The machine feature set includes the following parameters: the number of machines being processed in the cell, the number of machines waiting for the end of processing, the ratio of processed machines to idle machines, and the number of bottleneck machines.
The machined workpiece feature set includes the following parameters: the waiting time to machining time ratio, the continuous operation waiting time ratio, and the current total machining waiting time.
The robot feature set includes the following parameters: the total number of the current operable tasks, the longest waiting time of the operable tasks and the shortest waiting time of the operable tasks.
Adaptive scheduling can be defined as a problem represented by a quadruple { O, D, S, R }. O and D respectively represent a set of scheduling targets and candidate scheduling strategies; s represents all possible states of the system S1,s2,... ...,snSi can be described by system characteristics and can be summarized into different modes; r represents a pattern classification method, which is a knowledge set for pattern classification, si∈S,di∈D, di=R(oi,siAnd D) describing the mapping relation between the system state and the corresponding strategy. Selecting the current optimal scheduling strategy d by a mode classification method R under the condition that the system state and the scheduling target are knowni. Through induction learning of sample data, the invention aims to obtain a mode classification method R and adopts classification accuracy as an evaluation standard.
The method is completed by applying an FIPS-XGboost algorithm, the scheduling knowledge and the mode of the robot manufacturing unit are learned from a large number of samples, and a scheduling rule classification model is trained. And (2) using a Hybrid full information Particle Swarm Optimization (HFIPS) algorithm, guiding the position update of the particles according to Gini impurity degree of a decision tree, rapidly and efficiently solving an optimal feature subset, and generating an adaptive scheduler by adopting an XGboost algorithm.

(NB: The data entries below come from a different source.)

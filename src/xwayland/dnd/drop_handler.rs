// SPDX-License-Identifier: GPL-3.0-only

use smithay::utils::Serial;
use tracing::{debug, trace, warn};
use x11rb::protocol::xproto::{ClientMessageEvent, GetPropertyReply, Window};

use super::xvisit::Xvisit;
use crate::xwayland::{conn::RequestId, BridgeCtx, BridgeHandler, WindowId};

/// Drop target for Wayland drags over X11 windows.
#[derive(Debug)]
pub struct XwlDropHandler {
    dnd_window: Window,
    visit: Option<Xvisit>,
    previous: Vec<Xvisit>,
}

impl XwlDropHandler {
    pub fn new(dnd_window: Window) -> XwlDropHandler {
        XwlDropHandler {
            dnd_window,
            visit: None,
            previous: Vec::new(),
        }
    }

    #[cfg(test)]
    pub fn current_visit(&self) -> Option<&Xvisit> {
        self.visit.as_ref()
    }

    /// The seat's drag focus moved to `target`.
    pub fn update_drag_target(
        &mut self,
        ctx: &BridgeCtx<'_>,
        handler: &dyn BridgeHandler,
        target: Option<WindowId>,
        serial: Serial,
    ) {
        let resolved = target.and_then(|id| {
            handler
                .window(id)
                .filter(|info| info.xwayland)
                .and_then(|info| info.x11_window)
        });
        if let (Some(visit), Some(window)) = (&self.visit, resolved) {
            if visit.window() == window {
                return;
            }
        }
        trace!(?target, ?serial, "Drag target changed.");

        if let Some(mut visit) = self.visit.take() {
            if let Err(err) = visit.leave(ctx) {
                warn!(?err, "Failed to leave drop target.");
            }
            if !visit.is_finished() {
                self.previous.push(visit);
            }
        }

        let Some(window) = resolved else {
            return;
        };
        let Some(source) = handler.drag_source() else {
            debug!("No drag source to offer to X11.");
            return;
        };
        match Xvisit::new(ctx, window, self.dnd_window, &source) {
            Ok(visit) => self.visit = Some(visit),
            Err(err) => warn!(?err, window, "Failed to start X11 drop target visit."),
        }
    }

    pub fn motion(&mut self, ctx: &BridgeCtx<'_>, handler: &dyn BridgeHandler) {
        if let Some(visit) = self.visit.as_mut() {
            if let Err(err) = visit.motion(ctx, handler.pointer_location()) {
                warn!(?err, "Failed to send drag position.");
            }
        }
    }

    pub fn drop(&mut self, ctx: &BridgeCtx<'_>) {
        if let Some(visit) = self.visit.as_mut() {
            if let Err(err) = visit.drop(ctx) {
                warn!(?err, "Failed to drop onto X11 window.");
            }
        }
    }

    pub fn handle_client_message(
        &mut self,
        ctx: &BridgeCtx<'_>,
        handler: &dyn BridgeHandler,
        event: &ClientMessageEvent,
    ) -> bool {
        let pointer = handler.pointer_location();
        let handled = self
            .previous
            .iter_mut()
            .chain(self.visit.as_mut())
            .any(|visit| match visit.handle_client_message(ctx, event, pointer) {
                Ok(handled) => handled,
                Err(err) => {
                    warn!(?err, "Failed to answer XDND message.");
                    true
                }
            });
        self.collect();
        handled
    }

    pub fn handle_property_reply(
        &mut self,
        ctx: &BridgeCtx<'_>,
        handler: &dyn BridgeHandler,
        id: RequestId,
        reply: &Option<GetPropertyReply>,
    ) -> bool {
        let Some(visit) = self
            .previous
            .iter_mut()
            .chain(self.visit.as_mut())
            .find(|visit| visit.owns_request(id))
        else {
            return false;
        };
        if let Err(err) = visit.handle_aware_reply(ctx, reply.clone(), handler.pointer_location()) {
            warn!(?err, "Failed to enter X11 drop target.");
        }
        self.collect();
        true
    }

    /// Leaves the current target, dropped visits stay until they are finished.
    pub fn cancel(&mut self, ctx: &BridgeCtx<'_>) {
        if let Some(visit) = self.visit.as_mut() {
            if let Err(err) = visit.leave(ctx) {
                warn!(?err, "Failed to leave drop target.");
            }
        }
        self.collect();
    }

    fn collect(&mut self) {
        self.previous.retain_mut(|visit| {
            if visit.take_finish() {
                trace!(window = visit.window(), "Retired drop target visit finished.");
                false
            } else {
                true
            }
        });
        if let Some(visit) = self.visit.as_mut() {
            if visit.take_finish() {
                trace!(window = visit.window(), "Drop target visit finished.");
            }
        }
    }

    pub fn is_finished(&self) -> bool {
        self.previous.is_empty() && self.visit.as_ref().map_or(true, Xvisit::is_finished)
    }
}

#[cfg(test)]
mod tests {
    use super::*;
    use crate::xwayland::{
        data_source::DataSource,
        testing::{client_message, targets_reply, Harness, MockHandler, TestSource},
        WindowInfo,
    };
    use std::rc::Rc;

    const DND_WINDOW: Window = 0x40;
    const FIRST: WindowId = WindowId(1);
    const SECOND: WindowId = WindowId(2);
    const NATIVE: WindowId = WindowId(3);

    fn handler() -> MockHandler {
        let mut handler = MockHandler::default();
        handler.windows.insert(
            FIRST,
            WindowInfo {
                x11_window: Some(0x51),
                xwayland: true,
            },
        );
        handler.windows.insert(
            SECOND,
            WindowInfo {
                x11_window: Some(0x52),
                xwayland: true,
            },
        );
        handler.windows.insert(
            NATIVE,
            WindowInfo {
                x11_window: None,
                xwayland: false,
            },
        );
        let source: Rc<dyn DataSource> = TestSource::new(&["text/plain"]);
        handler.drag = Some(source);
        handler
    }

    fn enter(harness: &Harness, handler: &MockHandler, drop_handler: &mut XwlDropHandler) {
        let id = harness.conn.last_property_request().unwrap().id;
        assert!(drop_handler.handle_property_reply(
            &harness.ctx(),
            handler,
            id,
            &Some(targets_reply(&[5]))
        ));
    }

    #[test]
    fn visits_follow_the_drag_target() {
        let harness = Harness::new();
        let ctx = harness.ctx();
        let handler = handler();
        let mut drop_handler = XwlDropHandler::new(DND_WINDOW);

        drop_handler.update_drag_target(&ctx, &handler, Some(FIRST), Serial::from(1));
        enter(&harness, &handler, &mut drop_handler);
        assert_eq!(drop_handler.current_visit().unwrap().window(), 0x51);
        assert!(drop_handler.current_visit().unwrap().entered());

        // same target again
        drop_handler.update_drag_target(&ctx, &handler, Some(FIRST), Serial::from(2));
        assert!(drop_handler.current_visit().unwrap().entered());

        harness.conn.take_requests();
        drop_handler.update_drag_target(&ctx, &handler, Some(SECOND), Serial::from(3));
        let messages = harness.conn.take_client_messages();
        assert_eq!(messages, vec![(0x51, harness.atoms.XdndLeave, [DND_WINDOW, 0, 0, 0, 0])]);
        assert_eq!(drop_handler.current_visit().unwrap().window(), 0x52);

        // native Wayland windows are not our business
        drop_handler.update_drag_target(&ctx, &handler, Some(NATIVE), Serial::from(4));
        assert!(drop_handler.current_visit().is_none());
        assert!(drop_handler.is_finished());
    }

    #[test]
    fn dropped_visits_are_parked() {
        let harness = Harness::new();
        let ctx = harness.ctx();
        let atoms = harness.atoms;
        let handler = handler();
        let mut drop_handler = XwlDropHandler::new(DND_WINDOW);

        drop_handler.update_drag_target(&ctx, &handler, Some(FIRST), Serial::from(1));
        enter(&harness, &handler, &mut drop_handler);
        let status = client_message(
            DND_WINDOW,
            atoms.XdndStatus,
            [0x51, 1, 0, 0, atoms.XdndActionCopy],
        );
        assert!(drop_handler.handle_client_message(&ctx, &handler, &status));
        drop_handler.drop(&ctx);
        assert!(drop_handler.current_visit().unwrap().dropped());

        drop_handler.update_drag_target(&ctx, &handler, None, Serial::from(2));
        assert!(drop_handler.current_visit().is_none());
        assert!(!drop_handler.is_finished());

        let finished = client_message(
            DND_WINDOW,
            atoms.XdndFinished,
            [0x51, 1, atoms.XdndActionCopy, 0, 0],
        );
        assert!(drop_handler.handle_client_message(&ctx, &handler, &finished));
        assert!(drop_handler.is_finished());

        let unknown = client_message(DND_WINDOW, atoms.XdndFinished, [0x51, 1, 0, 0, 0]);
        assert!(!drop_handler.handle_client_message(&ctx, &handler, &unknown));
    }

    #[test]
    fn cancel_leaves_the_target() {
        let harness = Harness::new();
        let ctx = harness.ctx();
        let handler = handler();
        let mut drop_handler = XwlDropHandler::new(DND_WINDOW);

        drop_handler.update_drag_target(&ctx, &handler, Some(FIRST), Serial::from(1));
        enter(&harness, &handler, &mut drop_handler);
        assert!(!drop_handler.is_finished());
        harness.conn.take_requests();

        drop_handler.cancel(&ctx);
        assert!(drop_handler.is_finished());
        assert_eq!(
            harness.conn.take_client_messages(),
            vec![(0x51, harness.atoms.XdndLeave, [DND_WINDOW, 0, 0, 0, 0])]
        );
    }

    #[test]
    fn no_drag_source_no_visit() {
        let harness = Harness::new();
        let mut handler = handler();
        handler.drag = None;
        let mut drop_handler = XwlDropHandler::new(DND_WINDOW);

        drop_handler.update_drag_target(&harness.ctx(), &handler, Some(FIRST), Serial::from(1));
        assert!(drop_handler.current_visit().is_none());
    }
}
impl TransferXToWl {
    /// Creates a requestor window below `parent` and asks the owner to convert the selection.
    pub fn new(
        ctx: &BridgeCtx<'_>,
        selection: Atom,
        target: Atom,
        fd: OwnedFd,
        timestamp: Timestamp,
        parent: Window,
        now: Instant,
    ) -> Result<TransferXToWl, XwlError> {
        rustix::io::ioctl_fionbio(&fd, true)?;
        let window = ctx.conn.create_window(
            parent,
            Point::<i32, Logical>::from((0, 0)),
            Size::<i32, Logical>::from((1, 1)),
            WindowClass::INPUT_ONLY,
            EventMask::PROPERTY_CHANGE,
        )?;
        ctx.conn
            .convert_selection(window, selection, target, ctx.atoms.WL_SELECTION, timestamp)?;
        ctx.conn.flush()?;

        Ok(TransferXToWl {
            selection,
            target,
            window,
            timestamp,
            fd: Some(fd),
            format: TargetFormat::for_target(ctx, target),
            state: ReceiveState::Converting,
            incr: false,
            buffer: Vec::new(),
            written: 0,
            last_activity: now,
            finished: false,
        })
    }

    pub fn timestamp(&self) -> Timestamp {
        self.timestamp
    }

    #[cfg(test)]
    pub fn window(&self) -> Window {
        self.window
    }

    pub fn is_finished(&self) -> bool {
        self.finished
    }

    pub fn handle_selection_notify(
        &mut self,
        ctx: &BridgeCtx<'_>,
        event: &SelectionNotifyEvent,
    ) -> Result<bool, XwlError> {
        if event.requestor != self.window || event.selection != self.selection {
            return Ok(false);
        }
        if event.property == NONE {
            warn!(target = self.target, "Incoming X selection conversion failed.");
            self.end();
            return Ok(true);
        }
        if event.target == ctx.atoms.TARGETS {
            warn!("Received targets too late.");
            return Ok(true);
        }
        if self.state != ReceiveState::Converting {
            debug!("Ignoring repeated SelectionNotify.");
            return Ok(true);
        }

        let id = self.read_property(ctx, true)?;
        self.state = ReceiveState::Reading(id);
        Ok(true)
    }

    fn read_property(&self, ctx: &BridgeCtx<'_>, delete: bool) -> Result<RequestId, XwlError> {
        let id = RequestId::next();
        ctx.conn.get_property(PropertyRequest {
            id,
            window: self.window,
            property: ctx.atoms.WL_SELECTION,
            type_: AtomEnum::ANY.into(),
            delete,
            long_length: 0x1fffffff,
        })?;
        Ok(id)
    }

    pub fn owns_request(&self, id: RequestId) -> bool {
        matches!(
            self.state,
            ReceiveState::Reading(pending) | ReceiveState::ReadingChunk(pending) if pending == id
        )
    }

    pub fn handle_property_reply(
        &mut self,
        ctx: &BridgeCtx<'_>,
        reply: Option<GetPropertyReply>,
        now: Instant,
    ) -> Result<(), XwlError> {
        let Some(reply) = reply else {
            warn!("Can't get selection property.");
            self.end();
            return Ok(());
        };
        self.last_activity = now;

        if self.state == ReceiveState::AwaitingChunk || self.state == ReceiveState::Writing {
            return Ok(());
        }
        let first = matches!(self.state, ReceiveState::Reading(_));
        if first && reply.type_ == ctx.atoms.INCR {
            // deleting the property told the owner to start sending chunks
            self.incr = true;
            self.state = ReceiveState::AwaitingChunk;
            return Ok(());
        }
        if !first && reply.value.is_empty() {
            trace!(target = self.target, "INCR transfer complete.");
            ctx.conn.delete_property(self.window, ctx.atoms.WL_SELECTION)?;
            self.end();
            return Ok(());
        }

        self.buffer = self.format.convert(reply.value);
        self.written = 0;
        self.state = ReceiveState::Writing;
        self.write_buffer(ctx, now)
    }

    pub fn handle_property_notify(
        &mut self,
        ctx: &BridgeCtx<'_>,
        event: &PropertyNotifyEvent,
    ) -> Result<bool, XwlError> {
        if event.window != self.window {
            return Ok(false);
        }
        if event.state == Property::NEW_VALUE
            && event.atom == ctx.atoms.WL_SELECTION
            && self.incr
            && self.state == ReceiveState::AwaitingChunk
        {
            let id = self.read_property(ctx, false)?;
            self.state = ReceiveState::ReadingChunk(id);
        }
        Ok(true)
    }

    /// Continues writing buffered data into the Wayland pipe.
    pub fn refresh(&mut self, ctx: &BridgeCtx<'_>, now: Instant) -> Result<(), XwlError> {
        if self.state == ReceiveState::Writing {
            self.write_buffer(ctx, now)?;
        }
        Ok(())
    }

    fn write_buffer(&mut self, ctx: &BridgeCtx<'_>, now: Instant) -> Result<(), XwlError> {
        let Some(fd) = self.fd.as_ref() else {
            return Ok(());
        };
        while self.written < self.buffer.len() {
            match rustix::io::write(fd, &self.buffer[self.written..]) {
                Ok(len) => {
                    self.written += len;
                    self.last_activity = now;
                }
                Err(Errno::AGAIN) => return Ok(()),
                Err(Errno::INTR) => continue,
                Err(err) => {
                    warn!(?err, "Error writing to Wayland pipe.");
                    self.end();
                    return Err(err.into());
                }
            }
        }

        self.buffer.clear();
        self.written = 0;
        if self.incr {
            // ask for the next chunk
            ctx.conn.delete_property(self.window, ctx.atoms.WL_SELECTION)?;
            ctx.conn.flush()?;
            self.state = ReceiveState::AwaitingChunk;
        } else {
            self.end();
        }
        Ok(())
    }

    pub fn is_timed_out(&self, now: Instant, timeout: Duration) -> bool {
        now.saturating_duration_since(self.last_activity) >= timeout
    }

    pub fn end(&mut self) {
        self.finished = true;
        // closing the pipe signals the end of data to the client
        self.fd = None;
    }

    pub fn destroy(self, ctx: &BridgeCtx<'_>) -> Result<(), XwlError> {
        ctx.conn.destroy_window(self.window)?;
        ctx.conn.flush()
    }
}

Has the advantages that: by using the classification model provided by the invention, an optimal heuristic method is obtained according to actual production data, the no-load moving times of the robot can be reduced, the scheduling efficiency is accelerated, and the throughput in the unit is improved.
The performance index considered by the robot manufacturing unit is total completion time (Makespan), and the production efficiency of the manufacturing unit is improved by taking the minimum completion time as a target. To reflect how busy a scheduling Robot is, a total Robot utilization (Util _ Robot) index is used as a reference.
For dynamic robot manufacturing units under different work-in-process levels (WIP), in 500 groups of randomly generated dynamic environments, a GA-SVM algorithm, a PSO-DT algorithm and the like and a FIPS-XGboost algorithm are respectively adopted, the same training sample set and termination conditions of a feature selection module are used, the following table gives average performance indexes of several algorithms, and comparison results show that the FIPS-XGboost algorithm is generally better than a combined scheduling rule in performance, and the effectiveness of the adaptive scheduling of the algorithm is verified.
Performance index comparison under different methods
Figure DEST_PATH_IMAGE015
Drawings
Figure 1 is a technical solution framework diagram of the invention,
fig. 2 is an algorithm block diagram for establishing a heuristic scheduling method classification model.
Provided is a concrete embodiment.
Referring to fig. 1, the technical framework is functionally divided into three parts, a data processing module, a model learning module and a real-time scheduling module.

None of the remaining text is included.